Weak Deflection Angle, Hawking Radiation and Greybody Bound of Reissner-Nordstrom Black Hole Corrected by Bounce Parameter

In this study, we probe the weak lensing by a Reissner-Nordstrom black hole corrected by bounce parameter in plasma and dark matter mediums. For this, the optical geometry and the Gibbons-Werner approach are utilized to obtain the bending angle in the weak field limitations. We examine that the impact of these mediums increases the black hole's bending angle. In addition, we graphically study the deflection angle of light with respect to the impact parameter and examine that the bounce parameter directly affects the angle. Further, we compute the Hawking radiation via a topological method involving two invariants and verify our obtained result with the standard method of calculating the Hawking temperature. In addition, we compute the greybody factor's bound of the black hole.

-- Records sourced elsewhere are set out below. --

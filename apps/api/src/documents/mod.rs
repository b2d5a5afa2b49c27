// CV document text extraction: PDF, DOCX and plain text uploads.
// Parsing is synchronous and CPU-bound; callers run it inside spawn_blocking.

pub mod handlers;

use std::io::{Cursor, ErrorKind, Read};
use std::path::Path;

use quick_xml::escape::resolve_predefined_entity;
use quick_xml::events::Event;
use quick_xml::Reader;
use thiserror::Error;

const PDF_MIME: &str = "application/pdf";
const DOCX_MIME: &str = "application/vnd.openxmlformats-officedocument.wordprocessingml.document";
const TXT_MIME: &str = "text/plain";
const DOCX_BODY_PART: &str = "word/document.xml";

#[derive(Debug, Error)]
pub enum DocumentError {
    #[error("Unsupported file type: {0}. Supported formats: PDF, DOCX, TXT")]
    UnsupportedType(String),

    #[error("Failed to parse {kind}: {message}")]
    Malformed { kind: &'static str, message: String },

    #[error("Error reading file: {0}")]
    Io(#[from] std::io::Error),
}

#[derive(Debug, Clone, Copy, PartialEq, Eq)]
pub enum DocumentKind {
    Pdf,
    Docx,
    Text,
}

impl DocumentKind {
    /// MIME type wins when it names a supported format; the file extension is the fallback.
    pub fn detect(filename: &str, content_type: Option<&str>) -> Option<Self> {
        let mime = content_type
            .and_then(|ct| ct.split(';').next())
            .map(|ct| ct.trim().to_ascii_lowercase())
            .unwrap_or_default();
        let extension = Path::new(filename)
            .extension()
            .and_then(|v| v.to_str())
            .map(|v| v.to_ascii_lowercase())
            .unwrap_or_default();

        match (mime.as_str(), extension.as_str()) {
            (PDF_MIME, _) => Some(DocumentKind::Pdf),
            (DOCX_MIME, _) => Some(DocumentKind::Docx),
            (TXT_MIME, _) => Some(DocumentKind::Text),
            (_, "pdf") => Some(DocumentKind::Pdf),
            (_, "docx") => Some(DocumentKind::Docx),
            (_, "txt") => Some(DocumentKind::Text),
            _ => None,
        }
    }

    fn label(&self) -> &'static str {
        match self {
            DocumentKind::Pdf => "PDF",
            DocumentKind::Docx => "DOCX",
            DocumentKind::Text => "TXT",
        }
    }
}

#[derive(Debug, Clone, Copy, Default)]
pub struct DocumentProcessor;

impl DocumentProcessor {
    pub fn extract_text(
        &self,
        filename: &str,
        content_type: Option<&str>,
        data: &[u8],
    ) -> Result<String, DocumentError> {
        let kind = DocumentKind::detect(filename, content_type).ok_or_else(|| {
            DocumentError::UnsupportedType(
                content_type
                    .filter(|ct| !ct.is_empty())
                    .unwrap_or(filename)
                    .to_string(),
            )
        })?;

        let malformed = |message: String| DocumentError::Malformed {
            kind: kind.label(),
            message,
        };

        match kind {
            DocumentKind::Pdf => {
                pdf_extract::extract_text_from_mem(data).map_err(|e| malformed(e.to_string()))
            }
            DocumentKind::Docx => extract_docx_text(data, malformed),
            DocumentKind::Text => Ok(decode_text(data)),
        }
    }
}

/// UTF-8, falling back to Latin-1 (every byte maps to the code point of the same value).
fn decode_text(data: &[u8]) -> String {
    match std::str::from_utf8(data) {
        Ok(text) => text.to_string(),
        Err(_) => data.iter().map(|&b| char::from(b)).collect(),
    }
}

/// Walks `word/document.xml` and joins the text of each `w:p` paragraph with newlines.
fn extract_docx_text(
    data: &[u8],
    malformed: impl Fn(String) -> DocumentError,
) -> Result<String, DocumentError> {
    let mut archive =
        zip::ZipArchive::new(Cursor::new(data)).map_err(|e| malformed(e.to_string()))?;
    let mut xml = String::new();
    archive
        .by_name(DOCX_BODY_PART)
        .map_err(|e| malformed(e.to_string()))?
        .read_to_string(&mut xml)
        .map_err(|e| match e.kind() {
            ErrorKind::InvalidData => malformed(e.to_string()),
            _ => DocumentError::Io(e),
        })?;

    let mut reader = Reader::from_str(&xml);
    let mut paragraphs = Vec::new();
    let mut current = String::new();
    let mut in_paragraph = false;

    loop {
        match reader.read_event() {
            Ok(Event::Start(e)) if e.name().as_ref() == b"w:p" => {
                in_paragraph = true;
                current.clear();
            }
            Ok(Event::End(e)) if e.name().as_ref() == b"w:p" => {
                paragraphs.push(current.trim().to_string());
                current.clear();
                in_paragraph = false;
            }
            Ok(Event::Empty(e)) if in_paragraph && e.name().as_ref() == b"w:tab" => {
                current.push('\t');
            }
            Ok(Event::Text(e)) if in_paragraph => {
                let text = e.xml_content().map_err(|e| malformed(e.to_string()))?;
                current.push_str(&text);
            }
            Ok(Event::GeneralRef(e)) if in_paragraph => {
                if let Some(ch) = e.resolve_char_ref().map_err(|e| malformed(e.to_string()))? {
                    current.push(ch);
                } else {
                    let name = e.decode().map_err(|e| malformed(e.to_string()))?;
                    if let Some(value) = resolve_predefined_entity(&name) {
                        current.push_str(value);
                    }
                }
            }
            Ok(Event::Eof) => break,
            Err(e) => return Err(malformed(e.to_string())),
            _ => {}
        }
    }

    Ok(paragraphs.join("\n"))
}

Moreover, we analyze the bound graphically and observe that the bound shows convergent behavior. We also study that our attained results reduce the results of the Reissner-Nordstrom and Schwarzschild black holes by reducing the parameters. Finally, we probe how the bounce parameter affected the shadow radius and compared it to the shadow produced if the black hole is immersed in plasma. It is revealed that the rate at which the shadow radius changes with respect to r easily tends to zero under the effect of the bounce parameter, while the plasma merely increases the shadow radius.

Automated summary

In this study, we investigated the weak lensing effects of a Reissner-Nordstrom black hole corrected by a bounce parameter in plasma and dark matter mediums. Using optical geometry and the Gibbons-Werner approach, we found that these mediums increase the bending angle of the black hole. Additionally, we examined the impact of the bounce parameter on the deflection angle of light and computed the Hawking radiation using a topological method.